Maurizio Landini manganellato a Roma. E a Reggio i Cinquestelle organizzano il funerale della democrazia

30/10/2014 – Non gli era mai accaduto a Reggio Emilia, invece gli è capitato ieri a Roma, e nel pieno di un scontro politico durissimo col governo.

Anche il reggiano Maurizio Landini, leader nazionale della Fiom, è stato preso a manganellate dalla Polizia durante i violenti scontri scoppiati in piazza Indipendenza, a Roma, quando gli operai degli Acciai Speciali di Terni minacciavano (secondo la Questura) di occupare la stazione Termini.

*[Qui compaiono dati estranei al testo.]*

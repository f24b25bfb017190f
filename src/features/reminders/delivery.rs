//! Reminder fanout
//!
//! Executes once per fired timer: loads the event and its subscriber list as
//! they exist at fire time, then delivers to each subscriber independently.
//! A recipient the transport reports as permanently unreachable is
//! unsubscribed on the spot; transient failures are logged and dropped.

use crate::core::error::{SendError, StoreError};
use crate::database::{Database, EventRecord};
use crate::features::reminders::notifier::{Notifier, ReminderMessage};
use chrono_tz::Tz;
use log::{debug, error, info, warn};
use std::sync::Arc;

/// Per-event delivery broadcast
#[derive(Clone)]
pub struct ReminderDelivery {
    database: Database,
    notifier: Arc<dyn Notifier>,
    timezone: Tz,
}

impl ReminderDelivery {
    pub fn new(database: Database, notifier: Arc<dyn Notifier>, timezone: Tz) -> Self {
        Self {
            database,
            notifier,
            timezone,
        }
    }

    /// Deliver the reminder for `event_id` to its current subscribers
    ///
    /// A missing event (deleted between schedule and fire) is a silent
    /// no-op. Per-recipient failures never abort delivery to the remaining
    /// recipients; only store failures propagate.
    pub async fn deliver(&self, event_id: i64) -> Result<(), StoreError> {
        let event = match self.database.get_event(event_id).await? {
            Some(event) => event,
            None => {
                debug!("Event {event_id} vanished before its reminder fired, nothing to deliver");
                return Ok(());
            }
        };

        let message = compose(&event, self.timezone);
        let subscribers = self.database.list_subscribers(event_id).await?;
        info!(
            "Delivering reminder for event {event_id} to {} subscribers",
            subscribers.len()
        );

        for user_id in subscribers {
            match self.notifier.send(&user_id, &message).await {
                Ok(()) => {}
                Err(SendError::Unreachable(reason)) => {
                    warn!(
                        "Subscriber {user_id} is unreachable ({reason}), dropping their subscription to event {event_id}"
                    );
                    self.database.remove_subscription(&user_id, event_id).await?;
                }
                Err(SendError::Transient(reason)) => {
                    error!("Could not deliver reminder for event {event_id} to {user_id}: {reason}");
                }
            }
        }

        Ok(())
    }
}

/// Compose the reminder from the event payload, start time formatted in the
/// configured timezone
fn compose(event: &EventRecord, timezone: Tz) -> ReminderMessage {
    let local_start = event.start_at.with_timezone(&timezone);
    ReminderMessage {
        text: format!(
            "{}\n📅 {}",
            event.text,
            local_start.format("%d.%m.%Y %H:%M (%Z)")
        ),
        image_url: event.image_url.clone(),
    }
}

#[cfg(test)]
mod tests {
    use super::*;
    use crate::features::reminders::notifier::testing::RecordingNotifier;
    use chrono::{Duration, Utc};

    async fn setup() -> (Database, Arc<RecordingNotifier>, ReminderDelivery) {
        let db = Database::new(":memory:").await.unwrap();
        let notifier = Arc::new(RecordingNotifier::new());
        let delivery = ReminderDelivery::new(db.clone(), notifier.clone(), chrono_tz::UTC);
        (db, notifier, delivery)
    }

    #[tokio::test]
    async fn test_deliver_reaches_all_subscribers() {
        let (db, notifier, delivery) = setup().await;
        let id = db
            .create_event(Utc::now() + Duration::hours(1), "Movie night", 30, None)
            .await
            .unwrap();
        db.add_subscription("alice", id, Utc::now()).await.unwrap();
        db.add_subscription("bob", id, Utc::now()).await.unwrap();

        delivery.deliver(id).await.unwrap();

        let mut recipients = notifier.recipients();
        recipients.sort();
        assert_eq!(recipients, vec!["alice".to_string(), "bob".to_string()]);
    }

    #[tokio::test]
    async fn test_deliver_missing_event_is_noop() {
        let (_db, notifier, delivery) = setup().await;
        delivery.deliver(12345).await.unwrap();
        assert_eq!(notifier.attempt_count(), 0);
    }

    #[tokio::test]
    async fn test_unreachable_subscriber_is_removed() {
        let (db, notifier, delivery) = setup().await;
        let id = db
            .create_event(Utc::now() + Duration::hours(1), "e", 30, None)
            .await
            .unwrap();
        db.add_subscription("alice", id, Utc::now()).await.unwrap();
        db.add_subscription("bob", id, Utc::now()).await.unwrap();
        notifier.mark_unreachable("alice");

        delivery.deliver(id).await.unwrap();

        // Exactly the failed subscriber is gone; the removal is visible
        // before deliver returns
        assert!(!db.is_subscribed("alice", id).await.unwrap());
        assert!(db.is_subscribed("bob", id).await.unwrap());
        assert_eq!(db.count_subscriptions(id).await.unwrap(), 1);
    }

    #[tokio::test]
    async fn test_transient_failure_keeps_subscription() {
        let (db, notifier, delivery) = setup().await;
        let id = db
            .create_event(Utc::now() + Duration::hours(1), "e", 30, None)
            .await
            .unwrap();
        db.add_subscription("alice", id, Utc::now()).await.unwrap();
        notifier.mark_transient("alice");

        delivery.deliver(id).await.unwrap();

        assert!(db.is_subscribed("alice", id).await.unwrap());
        assert_eq!(notifier.attempt_count(), 1);
    }

    #[tokio::test]
    async fn test_one_failure_never_stops_the_rest() {
        let (db, notifier, delivery) = setup().await;
        let id = db
            .create_event(Utc::now() + Duration::hours(1), "e", 30, None)
            .await
            .unwrap();
        for user in ["a", "b", "c", "d"] {
            db.add_subscription(user, id, Utc::now()).await.unwrap();
        }
        notifier.mark_unreachable("a");
        notifier.mark_transient("b");

        delivery.deliver(id).await.unwrap();

        // All four were attempted despite the two failures
        assert_eq!(notifier.attempt_count(), 4);
        assert_eq!(db.count_subscriptions(id).await.unwrap(), 3);
    }

    #[tokio::test]
    async fn test_message_includes_payload_and_image() {
        let (db, notifier, delivery) = setup().await;
        let id = db
            .create_event(
                Utc::now() + Duration::hours(1),
                "Garage sale",
                30,
                Some("https://example.com/sale.png"),
            )
            .await
            .unwrap();
        db.add_subscription("alice", id, Utc::now()).await.unwrap();

        delivery.deliver(id).await.unwrap();

        let attempts = notifier.attempts();
        assert_eq!(attempts.len(), 1);
        let message = &attempts[0].1;
        assert!(message.text.contains("Garage sale"));
        assert_eq!(
            message.image_url.as_deref(),
            Some("https://example.com/sale.png")
        );
    }
}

Mentre il governo cercava un accordo con Thyssen Krupp, che ha annunciato i licenziamenti alle Acciaierie di Terni, un corteo di duecento operai di Terni manifestava in mattinata sotto l’ambasciata tedesca. Poi si è diretto verso il Ministero dello sviluppo economico e infine, intorno alle 13,30, in piazza Indipendenza. Qui gli scontri, e le botte le ha prese anche Landini, che era in mezzo agli operai.

Lui stesso lo ha annunciato al sottosegretario Delrio, in una telefonata comprensibilmente tesa tra reggiano e reggiano, entrambi di sinistra ma oggi su sponde opposte. “Il governo farà verifiche puntuali su quanto è accaduto oggi”, gli ha promesso Delrio. Quattro operai feriti sono finiti all’ospedale, e anche alcuni dirigenti sindacali si sono fatti medicare. Feriti o contusi anche alcuni poliziotti.

Landini ha chiesto di essere ricevuto immediatamente a livello governativo. Al megafono ha cercato di calmare la piazza, ma a un certo punto ha perso le staffe, con un attacco politico frontale a Renzi (che già dalla Camusso si era preso del servo dei poteri forti).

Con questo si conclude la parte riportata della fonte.